You can’t have your first person narrator agonizing over the death of a friend when they know damn good and well that that person isn’t dead and it’s all part of your Cunning Plan (to quote Baldrick) to reach the secret lair of the Big Bad. You can’t have your character never touch the an ampule of medicine that will resuscitate the supposedly dead friend that is sitting in your hero’s pocket!
I do this for a living so it was only a few pages into the final climax of the book before I realized this was all a set up and a Cunning Plan. So every time our hero started mentally wailing about the death of his best friend and how this other character had betrayed him (Spoiler alert, he hadn’t. He was in on the con) it irritated the hell out me.
Unless your story has a race of telepaths and you are trying to mask your thought from them this kind of lying to the reader just can’t fly if you are in first person.

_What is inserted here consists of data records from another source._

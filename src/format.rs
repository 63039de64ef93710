use crate::domain::{FormattedRow, GeneMatch, RawStudyRecord, StudyField};
use crate::genes::{self, GeneVocabulary};

/// Flattens one record into its display row. Notes is left blank for manual
/// annotation downstream.
pub fn format_record(
    record: &RawStudyRecord,
    vocabulary: &GeneVocabulary,
    policy: GeneMatch,
) -> FormattedRow {
    let trial_name = record.joined(StudyField::BriefTitle);
    let drug = record.joined(StudyField::InterventionName);
    let gene = genes::tag(&genes::tagging_text(&trial_name, &drug), vocabulary, policy);

    FormattedRow {
        participants: record.joined(StudyField::EnrollmentCount),
        study_type: record.joined(StudyField::StudyType),
        start: record.joined(StudyField::StartDate),
        end: record.joined(StudyField::PrimaryCompletionDate),
        sponsor: record.sponsor_text(),
        investigator: record.joined(StudyField::PrincipalInvestigator),
        notes: String::new(),
        phase: record.joined(StudyField::Phase),
        status: record.joined(StudyField::OverallStatus),
        trial_name,
        drug,
        gene,
    }
}

pub fn format_records(
    records: &[RawStudyRecord],
    vocabulary: &GeneVocabulary,
    policy: GeneMatch,
) -> Vec<FormattedRow> {
    records
        .iter()
        .map(|record| format_record(record, vocabulary, policy))
        .collect()
}
use std::borrow::Cow;
use std::io::{Cursor, Read};

use quick_xml::Reader;
use quick_xml::events::{BytesStart, Event};
use rust_xlsxwriter::{Format, FormatAlign, Workbook, XlsxError};
use serde::Serialize;
use zip::ZipArchive;

use crate::domain::{DisplayColumn, FormattedRow};
use crate::error::TrialsError;

/// Longest text a spreadsheet cell holds, in characters.
pub const MAX_CELL_CHARS: usize = 32_767;

/// Column widths in display-column order.
const COLUMN_WIDTHS: [f64; 12] = [
    60.0, 12.0, 40.0, 16.0, 16.0, 16.0, 36.0, 30.0, 20.0, 14.0, 22.0, 18.0,
];

/// Rows destined for one worksheet.
#[derive(Debug, Clone)]
pub struct SheetRows {
    pub name: String,
    pub rows: Vec<FormattedRow>,
}

impl SheetRows {
    pub fn new(name: impl Into<String>, rows: Vec<FormattedRow>) -> Self {
        Self {
            name: name.into(),
            rows,
        }
    }
}

#[derive(Debug, Clone, Serialize)]
pub struct WorkbookSummary {
    pub sheets: Vec<SheetSummary>,
}

impl WorkbookSummary {
    pub fn sheet_names(&self) -> Vec<&str> {
        self.sheets.iter().map(|sheet| sheet.name.as_str()).collect()
    }

    pub fn sheet(&self, name: &str) -> Option<&SheetSummary> {
        self.sheets.iter().find(|sheet| sheet.name == name)
    }
}

#[derive(Debug, Clone, Serialize)]
pub struct SheetSummary {
    pub name: String,
    pub header: Vec<String>,
    /// Rows below the header, blank cells as empty strings.
    pub rows: Vec<Vec<String>>,
}

impl SheetSummary {
    pub fn data_rows(&self) -> usize {
        self.rows.len()
    }

    /// Text of `column` in the data row at `index` (0 is the first row under
    /// the header).
    pub fn cell(&self, index: usize, column: DisplayColumn) -> Option<&str> {
        let row = self.rows.get(index)?;
        Some(row.get(column.index()).map(String::as_str).unwrap_or(""))
    }
}

/// Writes every sheet into one workbook and returns the finished document.
///
/// Each sheet starts with the bold header row followed by its rows in order.
/// An empty collection gives a header-only sheet. Text longer than a cell can
/// hold is cut at [`MAX_CELL_CHARS`].
pub fn export_workbook(sheets: &[SheetRows]) -> Result<Vec<u8>, TrialsError> {
    let mut workbook = Workbook::new();
    let header_format = Format::new().set_bold();
    let body_format = Format::new().set_align(FormatAlign::Top);

    for sheet in sheets {
        let worksheet = workbook.add_worksheet();
        worksheet.set_name(&sheet.name).map_err(export_error)?;

        for column in DisplayColumn::ALL {
            let col = column.index() as u16;
            worksheet
                .write_string_with_format(0, col, column.header(), &header_format)
                .map_err(export_error)?;
            worksheet
                .set_column_width(col, COLUMN_WIDTHS[column.index()])
                .map_err(export_error)?;
        }
        worksheet.set_freeze_panes(1, 0).map_err(export_error)?;

        for (index, row) in sheet.rows.iter().enumerate() {
            let row_num = u32::try_from(index + 1)
                .map_err(|_| TrialsError::Export(format!("too many rows for {}", sheet.name)))?;
            for column in DisplayColumn::ALL {
                let col = column.index() as u16;
                let text = row.get(column);
                // Blank cells keep the row in the sheet even when every field is empty.
                if text.is_empty() {
                    worksheet
                        .write_blank(row_num, col, &body_format)
                        .map_err(export_error)?;
                    continue;
                }
                let text = fit_cell(text);
                if let Cow::Owned(_) = text {
                    tracing::warn!(
                        sheet = %sheet.name,
                        row = row_num,
                        column = column.header(),
                        "cell text truncated to {MAX_CELL_CHARS} characters"
                    );
                }
                worksheet
                    .write_string_with_format(row_num, col, text.as_ref(), &body_format)
                    .map_err(export_error)?;
            }
        }
    }

    workbook.save_to_buffer().map_err(export_error)
}

fn fit_cell(text: &str) -> Cow<'_, str> {
    match text.char_indices().nth(MAX_CELL_CHARS) {
        Some((cut, _)) => Cow::Owned(text[..cut].to_string()),
        None => Cow::Borrowed(text),
    }
}

/// Reads a workbook produced by [`export_workbook`] back: sheet names in
/// workbook order, then the header row and the cell text of every other row.
pub fn inspect_workbook(bytes: &[u8]) -> Result<WorkbookSummary, TrialsError> {
    let mut archive = ZipArchive::new(Cursor::new(bytes))
        .map_err(|err| TrialsError::Export(format!("not a workbook: {err}")))?;

    let workbook_xml = read_entry(&mut archive, "xl/workbook.xml")?
        .ok_or_else(|| TrialsError::Export("workbook.xml missing".to_string()))?;
    let shared_strings = match read_entry(&mut archive, "xl/sharedStrings.xml")? {
        Some(xml) => parse_shared_strings(&xml)?,
        None => Vec::new(),
    };

    let mut sheets = Vec::new();
    for (index, name) in parse_sheet_names(&workbook_xml)?.into_iter().enumerate() {
        let entry = format!("xl/worksheets/sheet{}.xml", index + 1);
        let sheet_xml = read_entry(&mut archive, &entry)?
            .ok_or_else(|| TrialsError::Export(format!("{entry} missing")))?;

        let mut rows = parse_sheet_rows(&sheet_xml, &shared_strings)?.into_iter();
        let header = rows.next().unwrap_or_default();
        sheets.push(SheetSummary {
            name,
            header,
            rows: rows.collect(),
        });
    }

    Ok(WorkbookSummary { sheets })
}

fn read_entry(
    archive: &mut ZipArchive<Cursor<&[u8]>>,
    name: &str,
) -> Result<Option<String>, TrialsError> {
    let mut entry = match archive.by_name(name) {
        Ok(entry) => entry,
        Err(zip::result::ZipError::FileNotFound) => return Ok(None),
        Err(err) => return Err(TrialsError::Export(err.to_string())),
    };
    let mut text = String::new();
    entry
        .read_to_string(&mut text)
        .map_err(|err| TrialsError::Export(format!("read {name}: {err}")))?;
    Ok(Some(text))
}

fn parse_sheet_names(xml: &str) -> Result<Vec<String>, TrialsError> {
    let mut reader = Reader::from_str(xml);
    let mut names = Vec::new();
    loop {
        match reader.read_event().map_err(xml_error)? {
            Event::Start(e) | Event::Empty(e) if e.local_name().as_ref() == b"sheet" => {
                let name = attribute(&e, "name")?
                    .ok_or_else(|| TrialsError::Export("sheet without a name".to_string()))?;
                names.push(name);
            }
            Event::Eof => break,
            _ => {}
        }
    }
    Ok(names)
}

/// Shared-string table in index order. Phonetic runs are not part of the
/// cell text.
fn parse_shared_strings(xml: &str) -> Result<Vec<String>, TrialsError> {
    let mut reader = Reader::from_str(xml);
    let mut strings = Vec::new();
    let mut current = String::new();
    let mut in_text = false;
    let mut in_phonetic = false;
    loop {
        match reader.read_event().map_err(xml_error)? {
            Event::Start(e) => match e.local_name().as_ref() {
                b"si" => current.clear(),
                b"rPh" => in_phonetic = true,
                b"t" => in_text = !in_phonetic,
                _ => {}
            },
            Event::Text(e) if in_text => current.push_str(&e.unescape().map_err(xml_error)?),
            Event::End(e) => match e.local_name().as_ref() {
                b"si" => strings.push(std::mem::take(&mut current)),
                b"rPh" => in_phonetic = false,
                b"t" => in_text = false,
                _ => {}
            },
            Event::Eof => break,
            _ => {}
        }
    }
    Ok(strings)
}

/// The cell currently being read from a worksheet.
struct OpenCell {
    row: usize,
    col: usize,
    shared: bool,
    text: String,
}

/// Every row of a worksheet, top to bottom, indexed by the `r` references so
/// missing rows and cells come back empty.
fn parse_sheet_rows(xml: &str, shared: &[String]) -> Result<Vec<Vec<String>>, TrialsError> {
    let mut reader = Reader::from_str(xml);
    let mut rows: Vec<Vec<String>> = Vec::new();
    let mut row = 0usize;
    let mut next_col = 0usize;
    let mut cell: Option<OpenCell> = None;
    let mut in_value = false;

    loop {
        let event = reader.read_event().map_err(xml_error)?;
        match event {
            Event::Start(ref e) | Event::Empty(ref e) if e.local_name().as_ref() == b"row" => {
                row = match attribute(e, "r")? {
                    Some(r) => r
                        .parse::<usize>()
                        .ok()
                        .filter(|r| *r > 0)
                        .map(|r| r - 1)
                        .ok_or_else(|| TrialsError::Export(format!("bad row number {r}")))?,
                    None => rows.len(),
                };
                next_col = 0;
                if rows.len() <= row {
                    rows.resize(row + 1, Vec::new());
                }
            }
            Event::Start(ref e) | Event::Empty(ref e) if e.local_name().as_ref() == b"c" => {
                let (cell_row, col) = match attribute(e, "r")? {
                    Some(reference) => cell_position(&reference)?,
                    None => (row, next_col),
                };
                next_col = col + 1;
                place(&mut rows, cell_row, col, String::new());
                if matches!(event, Event::Start(_)) {
                    cell = Some(OpenCell {
                        row: cell_row,
                        col,
                        shared: attribute(e, "t")?.as_deref() == Some("s"),
                        text: String::new(),
                    });
                }
            }
            Event::Start(ref e) if matches!(e.local_name().as_ref(), b"v" | b"t") => {
                in_value = cell.is_some();
            }
            Event::Text(ref e) if in_value => {
                if let Some(open) = cell.as_mut() {
                    open.text.push_str(&e.unescape().map_err(xml_error)?);
                }
            }
            Event::End(ref e) => match e.local_name().as_ref() {
                b"v" | b"t" => in_value = false,
                b"c" => {
                    if let Some(open) = cell.take() {
                        let text = if open.shared {
                            open.text
                                .trim()
                                .parse::<usize>()
                                .ok()
                                .and_then(|idx| shared.get(idx).cloned())
                                .ok_or_else(|| {
                                    TrialsError::Export(format!(
                                        "bad shared string index {}",
                                        open.text
                                    ))
                                })?
                        } else {
                            open.text
                        };
                        place(&mut rows, open.row, open.col, text);
                    }
                }
                _ => {}
            },
            Event::Eof => break,
            _ => {}
        }
    }
    Ok(rows)
}

fn place(rows: &mut Vec<Vec<String>>, row: usize, col: usize, text: String) {
    if rows.len() <= row {
        rows.resize(row + 1, Vec::new());
    }
    let cells = &mut rows[row];
    if cells.len() <= col {
        cells.resize(col + 1, String::new());
    }
    cells[col] = text;
}

/// `"L2"` to zero-based `(row, column)`, here `(1, 11)`.
fn cell_position(reference: &str) -> Result<(usize, usize), TrialsError> {
    let bad = || TrialsError::Export(format!("bad cell reference {reference}"));
    let split = reference
        .find(|c: char| c.is_ascii_digit())
        .filter(|split| *split > 0)
        .ok_or_else(bad)?;
    let (letters, digits) = reference.split_at(split);

    let mut col = 0usize;
    for letter in letters.bytes() {
        if !letter.is_ascii_uppercase() {
            return Err(bad());
        }
        col = col * 26 + usize::from(letter - b'A' + 1);
    }
    let row = digits
        .parse::<usize>()
        .ok()
        .filter(|row| *row > 0)
        .ok_or_else(bad)?;
    Ok((row - 1, col - 1))
}

fn attribute(element: &BytesStart<'_>, name: &str) -> Result<Option<String>, TrialsError> {
    element
        .try_get_attribute(name)
        .map_err(xml_error)?
        .map(|attr| {
            attr.unescape_value()
                .map(Cow::into_owned)
                .map_err(xml_error)
        })
        .transpose()
}

fn xml_error<E: std::fmt::Display>(err: E) -> TrialsError {
    TrialsError::Export(format!("unreadable workbook xml: {err}"))
}

fn export_error(err: XlsxError) -> TrialsError {
    TrialsError::Export(err.to_string())
}

#[cfg(test)]
mod tests {
    use super::*;

    #[test]
    fn shared_strings_decode_entities_and_skip_phonetics() {
        let xml = r#"<?xml version="1.0" encoding="UTF-8" standalone="yes"?>
<sst xmlns="http://schemas.openxmlformats.org/spreadsheetml/2006/main" count="3" uniqueCount="3">
<si><t>ATL1 &amp; REEP1 &lt;study&gt;</t></si>
<si><r><t xml:space="preserve">Parkinson&#39;s </t></r><r><t>&#x41;LS2</t></r></si>
<si><t>SPAST</t><rPh sb="0" eb="1"><t>ignored</t></rPh></si>
</sst>"#;
        assert_eq!(
            parse_shared_strings(xml).unwrap(),
            ["ATL1 & REEP1 <study>", "Parkinson's ALS2", "SPAST"]
        );
    }

    #[test]
    fn rows_follow_references_whatever_the_attribute_order() {
        let xml = r#"<worksheet><sheetData>
<row spans="1:3" r="1"><c t="s" r="A1"><v>0</v></c><c r="C1" t="s"><v>1</v></c></row>
<row r="3"><c r="B3"><v>24</v></c><c r="C3" s="1"/></row>
</sheetData></worksheet>"#;
        let shared = vec!["Trial Name".to_string(), "Drug".to_string()];
        let rows = parse_sheet_rows(xml, &shared).unwrap();
        assert_eq!(rows.len(), 3);
        assert_eq!(rows[0], ["Trial Name", "", "Drug"]);
        assert!(rows[1].is_empty());
        assert_eq!(rows[2], ["", "24", ""]);
    }

    #[test]
    fn cell_references_map_to_positions() {
        assert_eq!(cell_position("A1").unwrap(), (0, 0));
        assert_eq!(cell_position("L2").unwrap(), (1, 11));
        assert_eq!(cell_position("AA10").unwrap(), (9, 26));
        assert!(cell_position("12").is_err());
        assert!(cell_position("B").is_err());
    }

    #[test]
    fn long_text_is_cut_at_cell_limit() {
        let long = "é".repeat(MAX_CELL_CHARS + 5);
        let fitted = fit_cell(&long);
        assert_eq!(fitted.chars().count(), MAX_CELL_CHARS);
        assert!(matches!(fit_cell("short"), Cow::Borrowed("short")));
    }
}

As writers we love putting something over on our readers. Have them go “Wow, I did not see that coming. That was cool.” Caveat to that — you have to have laid in clues for that to work so it doesn’t seem to just come out of nowhere. If it does come out of nowhere and blindsides a reader and there is no foundation for the twist it won’t work.
But you can’t sell the twist if you are in the head of the person who designed the twist. There was a way around this. The author could have had somebody else have concocted the cunning plan and not told our hero so his reactions would be completely natural. Allow the character to be as surprised as the reader.
But they didn’t and that makes it a cheat.
Don’t cheat. And don’t tackle first person until you really have a handle on your craft. Like so many things in life it looks alluring and easy and then you find out it’s actually literary quicksand.
Really great advice. I shied away from first person for a long time in my writing for some of those reasons. Started slow and small with a short story to start learning a feel for it. Such a drastic difference in the process.